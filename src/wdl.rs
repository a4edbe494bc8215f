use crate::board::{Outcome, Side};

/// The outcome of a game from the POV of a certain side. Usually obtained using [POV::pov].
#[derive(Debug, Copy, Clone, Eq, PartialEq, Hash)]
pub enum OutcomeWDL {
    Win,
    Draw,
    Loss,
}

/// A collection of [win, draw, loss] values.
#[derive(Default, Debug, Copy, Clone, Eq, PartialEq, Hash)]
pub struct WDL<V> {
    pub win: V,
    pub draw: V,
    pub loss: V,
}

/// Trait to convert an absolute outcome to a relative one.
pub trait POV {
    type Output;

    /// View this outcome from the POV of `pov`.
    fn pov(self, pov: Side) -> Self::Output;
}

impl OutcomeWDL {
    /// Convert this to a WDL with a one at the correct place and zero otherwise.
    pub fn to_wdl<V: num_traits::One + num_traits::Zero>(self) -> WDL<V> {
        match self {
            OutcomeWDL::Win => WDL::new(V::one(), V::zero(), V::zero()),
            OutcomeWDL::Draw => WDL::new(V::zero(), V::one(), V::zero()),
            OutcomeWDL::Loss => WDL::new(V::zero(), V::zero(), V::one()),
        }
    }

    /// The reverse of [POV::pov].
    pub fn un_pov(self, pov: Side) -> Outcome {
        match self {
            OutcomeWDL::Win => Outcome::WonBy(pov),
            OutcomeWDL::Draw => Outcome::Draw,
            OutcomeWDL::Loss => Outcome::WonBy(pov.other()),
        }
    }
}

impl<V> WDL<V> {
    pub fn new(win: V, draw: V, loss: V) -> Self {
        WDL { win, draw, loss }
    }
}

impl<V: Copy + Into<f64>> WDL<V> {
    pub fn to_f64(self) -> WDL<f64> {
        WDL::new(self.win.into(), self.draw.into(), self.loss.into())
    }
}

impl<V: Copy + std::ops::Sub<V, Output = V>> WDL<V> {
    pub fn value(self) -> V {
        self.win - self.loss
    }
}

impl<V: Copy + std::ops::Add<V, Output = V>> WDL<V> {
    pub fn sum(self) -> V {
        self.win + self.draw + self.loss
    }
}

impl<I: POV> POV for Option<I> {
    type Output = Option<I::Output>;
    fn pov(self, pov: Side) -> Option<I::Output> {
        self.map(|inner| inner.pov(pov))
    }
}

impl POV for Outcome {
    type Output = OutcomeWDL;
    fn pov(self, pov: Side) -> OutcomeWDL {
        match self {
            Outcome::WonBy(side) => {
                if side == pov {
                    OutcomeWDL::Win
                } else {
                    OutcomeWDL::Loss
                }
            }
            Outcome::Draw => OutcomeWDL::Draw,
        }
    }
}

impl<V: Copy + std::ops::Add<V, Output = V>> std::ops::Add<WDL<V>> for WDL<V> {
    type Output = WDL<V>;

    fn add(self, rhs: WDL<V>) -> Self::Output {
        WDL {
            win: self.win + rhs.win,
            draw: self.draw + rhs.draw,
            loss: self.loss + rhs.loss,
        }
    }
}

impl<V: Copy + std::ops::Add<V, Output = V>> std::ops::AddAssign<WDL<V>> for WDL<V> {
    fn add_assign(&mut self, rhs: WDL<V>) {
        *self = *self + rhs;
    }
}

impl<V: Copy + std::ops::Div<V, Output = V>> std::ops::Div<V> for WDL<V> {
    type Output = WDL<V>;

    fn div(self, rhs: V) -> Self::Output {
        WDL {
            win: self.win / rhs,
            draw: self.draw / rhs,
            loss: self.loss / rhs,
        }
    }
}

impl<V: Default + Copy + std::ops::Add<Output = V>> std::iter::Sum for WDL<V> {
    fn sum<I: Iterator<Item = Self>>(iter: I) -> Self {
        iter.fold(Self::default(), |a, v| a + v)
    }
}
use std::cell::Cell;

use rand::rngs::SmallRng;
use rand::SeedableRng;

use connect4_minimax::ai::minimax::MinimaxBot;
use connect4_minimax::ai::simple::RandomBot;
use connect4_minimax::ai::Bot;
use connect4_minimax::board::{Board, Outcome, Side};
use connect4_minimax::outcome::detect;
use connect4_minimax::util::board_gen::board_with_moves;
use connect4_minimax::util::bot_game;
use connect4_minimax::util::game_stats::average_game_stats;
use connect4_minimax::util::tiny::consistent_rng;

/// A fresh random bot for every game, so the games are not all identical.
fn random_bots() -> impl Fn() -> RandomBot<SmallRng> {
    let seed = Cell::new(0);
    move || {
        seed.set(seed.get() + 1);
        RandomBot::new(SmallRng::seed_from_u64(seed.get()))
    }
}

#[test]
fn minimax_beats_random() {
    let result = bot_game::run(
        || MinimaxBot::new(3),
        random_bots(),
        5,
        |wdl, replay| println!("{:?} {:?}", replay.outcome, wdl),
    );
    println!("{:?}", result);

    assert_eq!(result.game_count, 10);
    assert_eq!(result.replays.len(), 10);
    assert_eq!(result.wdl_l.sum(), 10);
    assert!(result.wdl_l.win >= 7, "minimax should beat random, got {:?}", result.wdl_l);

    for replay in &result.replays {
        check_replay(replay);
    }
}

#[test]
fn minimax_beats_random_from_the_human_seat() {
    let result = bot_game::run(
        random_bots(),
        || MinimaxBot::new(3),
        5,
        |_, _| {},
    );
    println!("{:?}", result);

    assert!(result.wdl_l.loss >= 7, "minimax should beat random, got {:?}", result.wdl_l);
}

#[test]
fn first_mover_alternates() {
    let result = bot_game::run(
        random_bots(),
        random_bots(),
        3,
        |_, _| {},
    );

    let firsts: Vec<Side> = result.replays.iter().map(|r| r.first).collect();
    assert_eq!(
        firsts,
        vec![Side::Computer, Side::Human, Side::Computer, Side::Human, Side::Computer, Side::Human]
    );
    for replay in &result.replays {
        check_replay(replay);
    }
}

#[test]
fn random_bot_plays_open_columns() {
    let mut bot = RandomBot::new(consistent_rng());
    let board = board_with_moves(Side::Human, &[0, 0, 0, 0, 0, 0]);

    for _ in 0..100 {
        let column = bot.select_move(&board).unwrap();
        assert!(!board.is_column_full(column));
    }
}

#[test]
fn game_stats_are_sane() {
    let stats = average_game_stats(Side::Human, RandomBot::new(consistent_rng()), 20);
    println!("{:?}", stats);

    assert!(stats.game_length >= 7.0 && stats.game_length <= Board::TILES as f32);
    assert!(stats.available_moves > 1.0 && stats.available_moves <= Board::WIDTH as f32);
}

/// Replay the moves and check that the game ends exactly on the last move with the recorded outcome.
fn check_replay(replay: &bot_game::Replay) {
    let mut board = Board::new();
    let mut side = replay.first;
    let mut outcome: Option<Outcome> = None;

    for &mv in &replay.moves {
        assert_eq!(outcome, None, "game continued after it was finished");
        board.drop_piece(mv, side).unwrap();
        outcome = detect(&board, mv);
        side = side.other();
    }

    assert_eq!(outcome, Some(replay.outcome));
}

• _Aim of the task_: Every line of the material above that has the string "Option" needs pulling out.

• _Response to the task_:
impl<I: POV> POV for Option<I> {
    type Output = Option<I::Output>;
    fn pov(self, pov: Side) -> Option<I::Output> {
    let mut outcome: Option<Outcome> = None;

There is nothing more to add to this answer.